1. Standard-Rollenverbindung:
Standard-Rollenglieder, auch Verbindungsglieder genannt, sind die gebräuchlichste Art von Rollenketten. Sie bestehen aus zwei äußeren und zwei inneren Lamellen, zwischen denen Rollen eingesetzt sind. Verbindungsglieder dienen primär dazu, zwei Rollenkettenabschnitte miteinander zu verbinden und die für einen reibungslosen Betrieb notwendige Flexibilität zu gewährleisten. Sie sind in der Regel symmetrisch und in ein- und zweisträngiger Ausführung erhältlich.
2. Versetzte Rollengelenke:
Versetzte Rollenglieder sind, wie der Name schon sagt, speziell dafür ausgelegt, eine der Rollenketten zu versetzen. Sie kommen typischerweise in Anwendungen zum Einsatz, die eine höhere Spannung oder ein höheres Drehmoment auf einem der Rollenkettenstränge erfordern. Versetzte Glieder ermöglichen einen zuverlässigen und effizienten Lauf der Kette auf Kettenrädern unterschiedlicher Größe und gleichen so etwaige Fluchtungsfehler aus. Es ist wichtig zu beachten, dass versetzte Glieder nur bei niedrigen Drehzahlen und Lasten verwendet werden sollten, da sie die Gesamtfestigkeit und Lebensdauer der Rollenkette beeinträchtigen können.
3. Halbes Glied:
Ein Halbglieder, auch Einfachglieder oder Halbglieder genannt, ist ein spezielles Rollenglied, das nur auf einer Seite aus einer Innen- und einer Außenplatte besteht.

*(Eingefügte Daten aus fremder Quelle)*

use std::io::Cursor;
use std::path::{Path, PathBuf};
use std::sync::Arc;
use ash::vk;
use color_eyre::eyre::WrapErr;
use color_eyre::Result;
use crate::util::read_binary;

/// Where the build script writes compiled SPIR-V
pub const SHADERS_DIR: &str = concat!(env!("CARGO_MANIFEST_DIR"), "/shaders-built");

/// A compiled shader module holding every entry point of one source file
pub struct Shader {
    pub module: vk::ShaderModule,
    device: Arc<ash::Device>,
}

impl Shader {
    /// Loads `shaders-built/<name>.spv`
    pub fn load(name: &str, device: Arc<ash::Device>) -> Result<Self> {
        Self::from_path(shader_path(name), device)
    }

    pub fn from_path(path: impl AsRef<Path>, device: Arc<ash::Device>) -> Result<Self> {
        let module = load_shader_module(path.as_ref(), &device)?;
        Ok(Self { module, device })
    }
}

impl Drop for Shader {
    fn drop(&mut self) {
        unsafe {
            self.device.destroy_shader_module(self.module, None);
        }
    }
}

pub fn shader_path(name: &str) -> PathBuf {
    Path::new(SHADERS_DIR).join(format!("{}.spv", name))
}

pub fn load_shader_module(path: &Path, device: &ash::Device) -> Result<vk::ShaderModule> {
    let code = read_binary(path)?;
    let words = spirv_words(&code)
        .wrap_err_with(|| format!("{} is not a SPIR-V binary", path.display()))?;

    let shader_module_info = vk::ShaderModuleCreateInfo::default().code(&words);
    let shader_module = unsafe {
        device.create_shader_module(&shader_module_info, None)?
    };

    Ok(shader_module)
}

/// Reinterprets raw bytes as SPIR-V words, checking size and magic number
pub fn spirv_words(bytes: &[u8]) -> Result<Vec<u32>> {
    Ok(ash::util::read_spv(&mut Cursor::new(bytes))?)
}

#[cfg(test)]
mod tests {
    use super::*;

    #[test]
    fn valid_words_are_accepted() {
        let mut bytes = Vec::new();
        for word in [0x0723_0203u32, 0x0001_0000, 0, 1, 0] {
            bytes.extend_from_slice(&word.to_le_bytes());
        }
        let words = spirv_words(&bytes).unwrap();
        assert_eq!(words.len(), 5);
        assert_eq!(words[0], 0x0723_0203);
    }

    #[test]
    fn truncated_binary_is_rejected() {
        assert!(spirv_words(&[0x03, 0x02, 0x23]).is_err());
    }

    #[test]
    fn shader_paths_point_into_build_output() {
        let path = shader_path("triangle");
        assert!(path.ends_with("shaders-built/triangle.spv"));
    }
}
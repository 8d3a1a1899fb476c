//! Per-frame state: the fixed ring of slots that frames cycle through and the driver that
//! runs the acquire/record/submit/present protocol over it.

pub mod driver;
pub mod ring;
#[cfg(test)]
pub(crate) mod fake;

pub use driver::{AcquireOutcome, FrameBackend, FrameDriver, FrameToken, PresentOutcome};
pub use ring::{FrameRing, FrameSlot};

Es ermöglicht die präzise Einstellung der Kettenlänge und eignet sich ideal für Anwendungen, die eine genaue Positionierung erfordern. Halbglieder werden häufig in Förderanlagen, Fahrrädern, Motorrädern und anderen Anwendungen eingesetzt, bei denen eine präzise Kettenlängeneinstellung entscheidend ist. Sie sollten jedoch mit Vorsicht verwendet werden, da sie potenzielle Schwachstellen in der Kette verursachen können.

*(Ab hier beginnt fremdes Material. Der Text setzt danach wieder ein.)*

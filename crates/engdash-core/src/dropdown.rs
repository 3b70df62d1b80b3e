use crossterm::event::{KeyCode, KeyEvent, KeyModifiers};
use ratatui::{
    Frame,
    layout::{Constraint, Flex, Layout, Rect},
    style::{Color, Modifier, Style},
    text::{Line, Span},
    widgets::{Block, Borders, Clear, Paragraph},
};

use crate::keybinds::TextInput;
use crate::option_tree::{OptionTree, OptionTreeRenderConfig, TreeOption, render_option_tree};
use crate::ui::percent_of;

/// What a key press inside an open dropdown resulted in.
#[derive(Debug, Clone, PartialEq)]
pub enum DropdownEvent<T> {
    None,
    Selected(T),
    Cleared,
    Closed,
}

/// A single-select dropdown over an [`OptionTree`].
///
/// In tree mode the overlay shows the nested rows with expand/collapse;
/// typing filters immediately. Choosing an option closes the overlay and
/// clears the query.
#[derive(Debug, Clone)]
pub struct Dropdown<T: TreeOption> {
    pub title: String,
    pub tree: OptionTree<T>,
    pub query: TextInput,
    open: bool,
}

impl<T: TreeOption> Dropdown<T> {
    pub fn new(title: impl Into<String>, expand_all: bool) -> Self {
        Self {
            title: title.into(),
            tree: OptionTree::new(expand_all),
            query: TextInput::new(),
            open: false,
        }
    }

    pub fn is_open(&self) -> bool {
        self.open
    }

    /// Open the overlay, placing the cursor on the current selection.
    pub fn open(&mut self) {
        self.open = true;
        self.tree.goto_top();
        if let Some(key) = self.tree.selection().map(|s| s.key()) {
            self.tree.focus_key(&key);
        }
    }

    pub fn close(&mut self) {
        self.open = false;
        self.query.clear();
        self.tree.clear_query();
    }

    pub fn selection(&self) -> Option<&T> {
        self.tree.selection()
    }

    /// Select `node` programmatically (e.g. from the persisted parent).
    pub fn set_selection(&mut self, node: Option<T>) {
        match node {
            Some(node) => self.tree.select(node),
            None => self.tree.clear_selection(),
        }
    }

    /// Route a key to the open dropdown.
    ///
    /// Up/Down move, Right/Left expand/collapse, Enter selects,
    /// Ctrl-x clears the selection, Esc closes. Everything else edits
    /// the query.
    pub fn handle_key(&mut self, key: KeyEvent) -> DropdownEvent<T> {
        if !self.open {
            return DropdownEvent::None;
        }
        match key.code {
            KeyCode::Esc => {
                self.close();
                DropdownEvent::Closed
            }
            KeyCode::Enter => match self.tree.cursor_node() {
                Some(node) => {
                    self.tree.select(node.clone());
                    self.close();
                    DropdownEvent::Selected(node)
                }
                None => DropdownEvent::None,
            },
            KeyCode::Char('x') if key.modifiers == KeyModifiers::CONTROL => {
                self.tree.clear_selection();
                self.close();
                DropdownEvent::Cleared
            }
            KeyCode::Down | KeyCode::Tab => {
                self.tree.move_down(1);
                DropdownEvent::None
            }
            KeyCode::Up | KeyCode::BackTab => {
                self.tree.move_up(1);
                DropdownEvent::None
            }
            KeyCode::Right => {
                self.tree.expand_cursor();
                DropdownEvent::None
            }
            KeyCode::Left => {
                self.tree.collapse_cursor_or_parent();
                DropdownEvent::None
            }
            _ => {
                if self.query.handle_key(key) {
                    self.tree.set_query(self.query.text.clone());
                }
                DropdownEvent::None
            }
        }
    }

    /// Render the overlay centered in `area`.
    pub fn render(&self, frame: &mut Frame, area: Rect) {
        if !self.open {
            return;
        }

        let width = percent_of(area.width, 50).max(40).min(area.width.saturating_sub(4));
        let height = percent_of(area.height, 60).max(8).min(area.height.saturating_sub(2));
        let [popup] = Layout::vertical([Constraint::Length(height)])
            .flex(Flex::Center)
            .areas(area);
        let [popup] = Layout::horizontal([Constraint::Length(width)])
            .flex(Flex::Center)
            .areas(popup);

        frame.render_widget(Clear, popup);

        let [input_area, tree_area, hint_area] = Layout::vertical([
            Constraint::Length(3),
            Constraint::Min(1),
            Constraint::Length(1),
        ])
        .areas(popup);

        let input = Paragraph::new(Line::from(vec![
            Span::styled("> ", Style::default().add_modifier(Modifier::BOLD)),
            Span::raw(self.query.text.clone()),
        ]))
        .block(
            Block::default()
                .title(format!(" {} ", self.title))
                .borders(Borders::ALL)
                .border_style(Style::default().fg(Color::Blue)),
        );
        frame.render_widget(input, input_area);
        frame.set_cursor_position((
            input_area.x + 3 + self.query.cursor_column(),
            input_area.y + 1,
        ));

        let block = Block::default().borders(Borders::LEFT | Borders::RIGHT);
        let inner = block.inner(tree_area);
        frame.render_widget(block, tree_area);
        render_option_tree(frame, inner, &self.tree, &OptionTreeRenderConfig::default());

        let hint = Paragraph::new(Span::styled(
            " Enter:select  \u{2190}/\u{2192}:fold  Ctrl-x:clear  Esc:close",
            Style::default().fg(Color::DarkGray),
        ))
        .block(Block::default().borders(Borders::NONE));
        frame.render_widget(hint, hint_area);
    }
}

4. Öffnen Sie das Kettenglied der Rollenkette:
Geteilte Gelenke bieten eine traditionellere Methode, Rollengelenke zu verbinden. Diese Gelenke verfügen über zusätzliche Bolzen, die durch die äußeren und inneren Platten geführt und mit Splinten gesichert werden. Offene Gelenke bieten erhöhte Stabilität und Festigkeit und eignen sich daher für Anwendungen mit hoher Belastung, die eine maximale Kraftübertragung erfordern. Aufgrund ihrer offenen Bauweise sind sie jedoch schwieriger zu montieren und zu demontieren als Gelenke.
5. Vernietete Rollenglieder:
Vernietete Gelenke ähneln geteilten Gelenken, verwenden jedoch Nieten anstelle von Splinten zur Befestigung der Bolzen. Die Montage vernieteter Gelenke ist schneller als die geteilter Gelenke, allerdings ist ihre Wiederverwendbarkeit eingeschränkt, da die Nieten nach der Montage nicht mehr ohne Weiteres entfernt werden können. Sie werden typischerweise in Anwendungen mit mittleren bis hohen Lasten eingesetzt, wie z. B. Förderbänder, Industriemaschinen und Motorräder.

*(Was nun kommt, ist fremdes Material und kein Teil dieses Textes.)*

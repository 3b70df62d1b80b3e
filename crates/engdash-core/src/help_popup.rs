use ratatui::{
    Frame,
    layout::{Alignment, Rect},
    style::{Modifier, Style},
    text::{Line, Span},
    widgets::{Block, Borders, Clear, Paragraph},
};

use crate::ui::centered_rect;

/// A single entry in the help popup.
#[derive(Debug, Clone, PartialEq, Eq)]
pub struct HelpEntry {
    /// The key or key combination (e.g., "j/k", "<Space>f", "dd").
    pub key: String,
    pub description: String,
    /// Section header this entry belongs to.
    pub section: Option<String>,
}

impl HelpEntry {
    pub fn new(key: impl Into<String>, description: impl Into<String>) -> Self {
        Self {
            key: key.into(),
            description: description.into(),
            section: None,
        }
    }

    pub fn with_section(
        section: impl Into<String>,
        key: impl Into<String>,
        description: impl Into<String>,
    ) -> Self {
        Self {
            key: key.into(),
            description: description.into(),
            section: Some(section.into()),
        }
    }
}

/// The help popup state.
#[derive(Debug, Default)]
pub struct HelpPopup {
    pub visible: bool,
    title: String,
    entries: Vec<HelpEntry>,
    scroll: u16,
}

impl HelpPopup {
    pub fn new() -> Self {
        Self::default()
    }

    pub fn show(&mut self, title: impl Into<String>, entries: Vec<HelpEntry>) {
        self.visible = true;
        self.title = title.into();
        self.entries = entries;
        self.scroll = 0;
    }

    pub fn hide(&mut self) {
        self.visible = false;
        self.entries.clear();
        self.title.clear();
        self.scroll = 0;
    }

    pub fn scroll_down(&mut self, n: u16) {
        self.scroll = self.scroll.saturating_add(n);
    }

    pub fn scroll_up(&mut self, n: u16) {
        self.scroll = self.scroll.saturating_sub(n);
    }

    pub fn render(&self, frame: &mut Frame, area: Rect) {
        if !self.visible || self.entries.is_empty() {
            return;
        }

        let lines = self.build_lines();

        let popup_width = (area.width.saturating_sub(8)).min(64);
        let popup_height = (area.height.saturating_sub(6)).min(lines.len() as u16 + 2);
        let popup_area = centered_rect(popup_width, popup_height, area);

        frame.render_widget(Clear, popup_area);

        let block = Block::default()
            .title(format!(" {} ", self.title))
            .title_alignment(Alignment::Center)
            .borders(Borders::ALL);

        let max_scroll = (lines.len() as u16).saturating_sub(popup_height.saturating_sub(2));
        let scroll = self.scroll.min(max_scroll);

        let paragraph = Paragraph::new(lines).block(block).scroll((scroll, 0));
        frame.render_widget(paragraph, popup_area);
    }

    /// Display lines with a header inserted wherever the section changes.
    fn build_lines(&self) -> Vec<Line<'static>> {
        let mut lines: Vec<Line<'static>> = Vec::new();
        let mut current_section: Option<&str> = None;

        for entry in &self.entries {
            if let Some(section) = entry.section.as_deref() {
                if current_section != Some(section) {
                    if !lines.is_empty() {
                        lines.push(Line::from(""));
                    }
                    lines.push(Line::from(Span::styled(
                        format!(" {section}"),
                        Style::default().add_modifier(Modifier::BOLD | Modifier::UNDERLINED),
                    )));
                    current_section = Some(section);
                }
            }

            lines.push(Line::from(vec![
                Span::styled(
                    format!("  {:>14} ", entry.key),
                    Style::default().add_modifier(Modifier::BOLD),
                ),
                Span::raw("  "),
                Span::raw(entry.description.clone()),
            ]));
        }

        lines.push(Line::from(""));
        lines.push(Line::from(Span::styled(
            " Esc/q/?  close    j/k  scroll",
            Style::default().add_modifier(Modifier::DIM),
        )));

        lines
    }
}

/// Keybinds available on every page.
pub fn global_help_entries() -> Vec<HelpEntry> {
    vec![
        HelpEntry::with_section("Navigation", "j / k", "Move down / up"),
        HelpEntry::with_section("Navigation", "gg / G", "Go to top / bottom"),
        HelpEntry::with_section("Navigation", "Ctrl-d / Ctrl-u", "Half-page down / up"),
        HelpEntry::with_section("Navigation", "] / [", "Next / previous page of results"),
        HelpEntry::with_section("Navigation", "gt / gT", "Next / previous page tab"),
        HelpEntry::with_section("Actions", "Enter", "Open details / confirm"),
        HelpEntry::with_section("Actions", "a / o", "New entity"),
        HelpEntry::with_section("Actions", "e / i", "Edit fields"),
        HelpEntry::with_section("Actions", "dd", "Delete entity"),
        HelpEntry::with_section("Actions", "Ctrl-s", "Save"),
        HelpEntry::with_section("Actions", "/", "Search"),
        HelpEntry::with_section("Actions", "R", "Refresh"),
        HelpEntry::with_section("Actions", "Esc", "Back to list"),
        HelpEntry::with_section("Leader (Space)", "<Space>", "Open leader menu"),
        HelpEntry::with_section("Leader (Space)", "<Space><Space>", "Page picker"),
        HelpEntry::with_section("Leader (Space)", "<Space>f", "Find"),
        HelpEntry::with_section("Leader (Space)", "<Space>1-9", "Switch to page"),
        HelpEntry::with_section("Leader (Space)", "<Space>q", "Quit"),
        HelpEntry::with_section("Commands", ":open <route>", "Navigate, e.g. goals/12"),
        HelpEntry::with_section("Commands", ":login <token>", "Store the API token"),
        HelpEntry::with_section("Commands", ":logout", "Forget the API token"),
        HelpEntry::with_section("Commands", ":w", "Save the open form"),
        HelpEntry::with_section("Commands", ":refresh", "Reload the page"),
        HelpEntry::with_section("Commands", ":q / :qa", "Close page / quit"),
        HelpEntry::with_section("Other", "?", "This help"),
        HelpEntry::with_section("Other", "Ctrl-c", "Force quit"),
    ]
}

Das Verständnis der verschiedenen Arten von Rollengliedern ist entscheidend für die Auswahl der richtigen Kette für eine bestimmte Anwendung. Ob Standard-Verbindungsglieder, versetzte Glieder, Halbglieder, geteilte Glieder oder genietete Glieder – jedes Glied erfüllt einen spezifischen Zweck und trägt zum reibungslosen Betrieb und zur Langlebigkeit Ihrer Rollenkette bei. Durch die Berücksichtigung der Anforderungen und Spezifikationen der Anwendung kann ein geeignetes Rollenglied ausgewählt werden, um optimale Leistung und Zuverlässigkeit zu gewährleisten.